> **Exercise details**
Tally every line below where "toml" appears, then report the total alone.
- Opening Delimiter -
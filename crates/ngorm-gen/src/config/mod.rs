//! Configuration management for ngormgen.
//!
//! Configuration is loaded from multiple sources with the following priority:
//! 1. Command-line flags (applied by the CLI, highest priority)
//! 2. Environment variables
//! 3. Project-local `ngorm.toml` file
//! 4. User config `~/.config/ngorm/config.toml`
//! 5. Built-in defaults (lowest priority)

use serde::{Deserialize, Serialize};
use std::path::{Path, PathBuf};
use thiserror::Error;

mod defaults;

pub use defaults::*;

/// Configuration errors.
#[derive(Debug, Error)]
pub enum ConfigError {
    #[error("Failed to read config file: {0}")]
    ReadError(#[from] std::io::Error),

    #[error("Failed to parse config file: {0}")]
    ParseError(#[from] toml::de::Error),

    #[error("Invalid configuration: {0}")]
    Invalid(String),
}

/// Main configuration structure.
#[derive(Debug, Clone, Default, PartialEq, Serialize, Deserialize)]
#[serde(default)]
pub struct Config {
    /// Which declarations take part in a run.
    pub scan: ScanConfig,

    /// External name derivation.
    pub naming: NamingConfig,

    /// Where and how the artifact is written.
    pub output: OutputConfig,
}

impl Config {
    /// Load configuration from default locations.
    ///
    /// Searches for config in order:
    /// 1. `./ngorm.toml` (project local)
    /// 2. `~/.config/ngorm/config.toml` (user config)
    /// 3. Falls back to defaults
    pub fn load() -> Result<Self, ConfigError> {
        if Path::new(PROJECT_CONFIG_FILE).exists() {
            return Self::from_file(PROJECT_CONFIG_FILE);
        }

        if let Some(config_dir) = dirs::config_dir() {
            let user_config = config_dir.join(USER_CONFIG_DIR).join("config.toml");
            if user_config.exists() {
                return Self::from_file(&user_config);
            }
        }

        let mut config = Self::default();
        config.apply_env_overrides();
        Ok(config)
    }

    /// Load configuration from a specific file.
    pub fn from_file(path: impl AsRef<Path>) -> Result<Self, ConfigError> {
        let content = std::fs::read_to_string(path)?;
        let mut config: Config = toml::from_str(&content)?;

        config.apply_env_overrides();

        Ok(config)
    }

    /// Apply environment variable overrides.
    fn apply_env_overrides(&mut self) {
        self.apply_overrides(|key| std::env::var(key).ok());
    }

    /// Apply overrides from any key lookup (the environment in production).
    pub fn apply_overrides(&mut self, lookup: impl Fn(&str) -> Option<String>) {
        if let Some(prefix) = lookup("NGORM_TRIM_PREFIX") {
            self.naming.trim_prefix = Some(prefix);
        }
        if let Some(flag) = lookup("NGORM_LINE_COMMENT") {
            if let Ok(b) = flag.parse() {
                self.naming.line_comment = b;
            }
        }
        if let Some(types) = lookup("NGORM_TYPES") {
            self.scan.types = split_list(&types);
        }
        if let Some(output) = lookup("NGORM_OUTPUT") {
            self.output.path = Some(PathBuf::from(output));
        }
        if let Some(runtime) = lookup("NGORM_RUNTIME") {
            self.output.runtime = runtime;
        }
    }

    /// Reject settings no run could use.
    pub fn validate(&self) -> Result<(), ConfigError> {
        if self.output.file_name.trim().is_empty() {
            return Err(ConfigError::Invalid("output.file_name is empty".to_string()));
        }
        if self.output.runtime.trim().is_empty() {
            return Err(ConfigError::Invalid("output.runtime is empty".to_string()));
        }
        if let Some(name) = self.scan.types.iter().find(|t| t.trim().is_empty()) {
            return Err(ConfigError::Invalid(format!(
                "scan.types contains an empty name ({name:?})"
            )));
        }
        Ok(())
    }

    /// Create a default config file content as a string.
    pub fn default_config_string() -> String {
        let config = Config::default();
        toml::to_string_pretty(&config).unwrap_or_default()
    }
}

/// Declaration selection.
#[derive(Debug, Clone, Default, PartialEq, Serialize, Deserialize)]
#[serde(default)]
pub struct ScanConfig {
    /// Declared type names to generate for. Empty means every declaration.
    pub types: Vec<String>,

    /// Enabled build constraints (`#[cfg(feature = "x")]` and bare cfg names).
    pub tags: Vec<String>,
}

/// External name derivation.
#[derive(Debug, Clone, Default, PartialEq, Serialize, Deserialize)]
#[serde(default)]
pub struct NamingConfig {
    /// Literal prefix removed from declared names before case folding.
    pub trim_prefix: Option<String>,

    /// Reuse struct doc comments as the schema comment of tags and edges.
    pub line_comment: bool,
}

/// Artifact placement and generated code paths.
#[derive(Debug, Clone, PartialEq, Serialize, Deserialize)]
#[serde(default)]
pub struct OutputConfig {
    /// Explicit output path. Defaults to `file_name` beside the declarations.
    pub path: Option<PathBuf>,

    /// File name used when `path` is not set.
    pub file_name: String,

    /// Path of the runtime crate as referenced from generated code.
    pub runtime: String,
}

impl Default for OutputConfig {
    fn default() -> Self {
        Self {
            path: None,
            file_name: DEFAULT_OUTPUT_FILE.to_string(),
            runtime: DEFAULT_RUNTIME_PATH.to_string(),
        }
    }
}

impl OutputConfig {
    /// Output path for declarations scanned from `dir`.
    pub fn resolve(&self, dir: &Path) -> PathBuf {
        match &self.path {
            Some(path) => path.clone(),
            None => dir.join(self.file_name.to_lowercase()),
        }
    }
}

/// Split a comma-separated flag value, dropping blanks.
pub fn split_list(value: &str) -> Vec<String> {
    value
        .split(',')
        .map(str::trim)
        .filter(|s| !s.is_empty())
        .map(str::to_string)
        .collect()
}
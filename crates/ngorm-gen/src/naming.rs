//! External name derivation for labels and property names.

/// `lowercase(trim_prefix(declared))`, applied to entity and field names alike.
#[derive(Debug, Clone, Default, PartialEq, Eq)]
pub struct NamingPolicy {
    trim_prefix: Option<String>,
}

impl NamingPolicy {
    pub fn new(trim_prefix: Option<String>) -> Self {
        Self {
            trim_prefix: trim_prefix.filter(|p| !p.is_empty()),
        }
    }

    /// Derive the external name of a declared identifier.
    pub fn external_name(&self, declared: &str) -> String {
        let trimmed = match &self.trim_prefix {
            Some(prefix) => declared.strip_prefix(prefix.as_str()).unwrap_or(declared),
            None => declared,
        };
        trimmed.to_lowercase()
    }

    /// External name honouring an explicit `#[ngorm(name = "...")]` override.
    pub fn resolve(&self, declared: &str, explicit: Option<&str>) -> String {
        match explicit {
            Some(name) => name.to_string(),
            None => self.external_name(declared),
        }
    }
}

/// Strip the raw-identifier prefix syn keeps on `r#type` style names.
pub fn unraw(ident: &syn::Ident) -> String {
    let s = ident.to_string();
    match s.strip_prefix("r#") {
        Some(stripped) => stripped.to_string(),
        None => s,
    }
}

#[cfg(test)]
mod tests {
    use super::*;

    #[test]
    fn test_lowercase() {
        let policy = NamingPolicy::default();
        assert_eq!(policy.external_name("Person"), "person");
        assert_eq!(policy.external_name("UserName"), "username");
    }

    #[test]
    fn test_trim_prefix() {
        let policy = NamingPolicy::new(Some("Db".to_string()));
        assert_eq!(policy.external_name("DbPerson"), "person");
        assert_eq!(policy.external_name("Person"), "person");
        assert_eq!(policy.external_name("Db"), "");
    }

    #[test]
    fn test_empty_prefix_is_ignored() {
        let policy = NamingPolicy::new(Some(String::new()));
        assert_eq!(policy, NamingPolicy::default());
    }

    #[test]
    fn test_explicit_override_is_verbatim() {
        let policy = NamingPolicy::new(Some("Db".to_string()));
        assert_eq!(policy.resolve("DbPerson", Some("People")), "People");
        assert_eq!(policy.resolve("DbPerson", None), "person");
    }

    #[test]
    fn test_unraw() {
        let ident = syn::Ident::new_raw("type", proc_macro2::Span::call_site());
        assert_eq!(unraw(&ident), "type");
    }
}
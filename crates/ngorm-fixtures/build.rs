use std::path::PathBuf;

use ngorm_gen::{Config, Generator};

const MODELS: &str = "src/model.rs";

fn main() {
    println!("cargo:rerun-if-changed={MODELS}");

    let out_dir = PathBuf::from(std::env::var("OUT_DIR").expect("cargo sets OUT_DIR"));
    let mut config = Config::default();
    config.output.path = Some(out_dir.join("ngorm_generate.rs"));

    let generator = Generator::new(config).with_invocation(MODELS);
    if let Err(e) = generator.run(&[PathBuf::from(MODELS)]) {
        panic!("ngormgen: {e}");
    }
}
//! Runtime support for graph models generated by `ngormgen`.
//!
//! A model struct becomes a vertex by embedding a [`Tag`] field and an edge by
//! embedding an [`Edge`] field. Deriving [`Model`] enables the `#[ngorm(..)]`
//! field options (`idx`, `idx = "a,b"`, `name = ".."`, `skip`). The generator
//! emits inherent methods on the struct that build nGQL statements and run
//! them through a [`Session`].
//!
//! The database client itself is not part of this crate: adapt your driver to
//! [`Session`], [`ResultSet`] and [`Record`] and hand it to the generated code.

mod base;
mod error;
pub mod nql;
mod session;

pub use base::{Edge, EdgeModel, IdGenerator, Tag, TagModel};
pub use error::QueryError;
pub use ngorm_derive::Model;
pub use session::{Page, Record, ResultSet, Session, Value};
- Closing Delimiter -
> **Answer box**
8